Discoidin domain (also known as F5/8 type C domain,  or C2-like domain) is major protein domain of many blood coagulation factors.

Blood coagulation factors V and VIII contain a C-terminal, twice repeated, domain of about 150 amino acids, which is often called "C2-like domain" (that is unrelated to the C2 domain). In the Dictyostelium discoideum (Slime mold) cell adhesion protein discoidin, a related domain, named discoidin I-like domain, DLD, or DS, has been found which shares a common C-terminal region of about 110 amino acids with the FA58C domain, but whose N-terminal 40 amino acids are much less conserved. Similar domains have been detected in other extracellular and membrane proteins. In coagulation factors V and VIII the repeated domains compose part of a larger functional domain which promotes binding to anionic phospholipids on the surface of platelets and endothelial cells.
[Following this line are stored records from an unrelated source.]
//! Runner Contract
//!
//! A `Runner` is one execution context able to run trials of any cell. The
//! orchestrator owns a pool of them and never assumes anything about how a
//! trial is carried out: a child process, a browser tab, or an in-memory test
//! double all fit behind the same four calls.

use crate::cancel::CancellationToken;
use crate::model::{Cell, FailureReason};
use futures::future::BoxFuture;
use serde::{Deserialize, Serialize};
use std::collections::BTreeMap;
use std::time::Duration;

/// Everything a runner needs to execute one trial attempt
#[derive(Debug, Clone)]
pub struct TrialRequest {
    /// Cell being measured
    pub cell: Cell,
    /// Zero-based trial index
    pub trial: u32,
    /// 1-based attempt number for this trial
    pub attempt: u32,
    /// Task parameters from the plan
    pub params: BTreeMap<String, String>,
    /// Time budget the orchestrator will enforce
    pub timeout: Duration,
    /// Run-wide cancellation signal
    pub cancel: CancellationToken,
}

/// Result reported by a runner for a finished trial
#[derive(Debug, Clone, PartialEq, Serialize, Deserialize)]
pub struct TrialOutcome {
    /// Whether the trial produced a valid result
    pub success: bool,
    /// Execution time in milliseconds
    pub execution_time_ms: f64,
    /// Memory used in bytes
    pub memory_used_bytes: u64,
    /// Digest of the result bytes
    #[serde(default)]
    pub result_digest: Option<u32>,
    /// Failure message when `success` is false
    #[serde(default)]
    pub message: Option<String>,
}

impl TrialOutcome {
    /// A successful outcome
    pub fn measured(execution_time_ms: f64, memory_used_bytes: u64, digest: Option<u32>) -> Self {
        Self {
            success: true,
            execution_time_ms,
            memory_used_bytes,
            result_digest: digest,
            message: None,
        }
    }
}

/// Error raised by a runner instead of an outcome
#[derive(Debug, Clone, PartialEq, thiserror::Error)]
pub enum RunnerError {
    /// The trial ran and failed
    #[error("execution failed: {0}")]
    Execution(String),
    /// The request was malformed
    #[error("invalid input: {0}")]
    InvalidInput(String),
    /// The handshake with the execution environment failed
    #[error("connection failed: {0}")]
    Connection(String),
    /// The environment ran out of resources
    #[error("resources exhausted: {0}")]
    Exhausted(String),
    /// The trial was aborted on request
    #[error("aborted")]
    Aborted,
}

impl RunnerError {
    /// Failure reason recorded on the sample
    pub fn failure_reason(&self) -> FailureReason {
        match self {
            RunnerError::Execution(msg) => FailureReason::ExecutionFailure(msg.clone()),
            RunnerError::InvalidInput(msg) => FailureReason::InvalidInput(msg.clone()),
            RunnerError::Connection(msg) => FailureReason::ConnectionFailure(msg.clone()),
            RunnerError::Exhausted(_) => FailureReason::ResourceExhaustion,
            RunnerError::Aborted => FailureReason::Cancelled,
        }
    }
}

/// One execution context capable of running trials
pub trait Runner: Send + Sync {
    /// Short name used in logs and cleanup diagnostics
    fn name(&self) -> &str {
        "runner"
    }

    /// Handshake performed when a cell checks out this context
    fn connect(&self) -> BoxFuture<'_, Result<(), RunnerError>> {
        Box::pin(async { Ok(()) })
    }

    /// Execute one trial attempt
    fn execute<'a>(
        &'a self,
        request: &'a TrialRequest,
    ) -> BoxFuture<'a, Result<TrialOutcome, RunnerError>>;

    /// Best-effort interruption of the trial currently in flight
    fn abort(&self) -> BoxFuture<'_, Result<(), RunnerError>> {
        Box::pin(async { Ok(()) })
    }

    /// Release every resource held by the context. Called once, at the end of a run.
    fn release(&self) -> BoxFuture<'_, Result<(), RunnerError>> {
        Box::pin(async { Ok(()) })
    }
}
The C-terminal domain of the second FA58C repeat (C2) of coagulation factor VIII has been shown to be responsible for phosphatidylserine-binding and essential for activity. FA58C contains two conserved cysteines in most proteins, which link the extremities of the domain by a disulfide bond. A further disulfide bond is located near the C-terminal of the second FA58C domain in MFGM .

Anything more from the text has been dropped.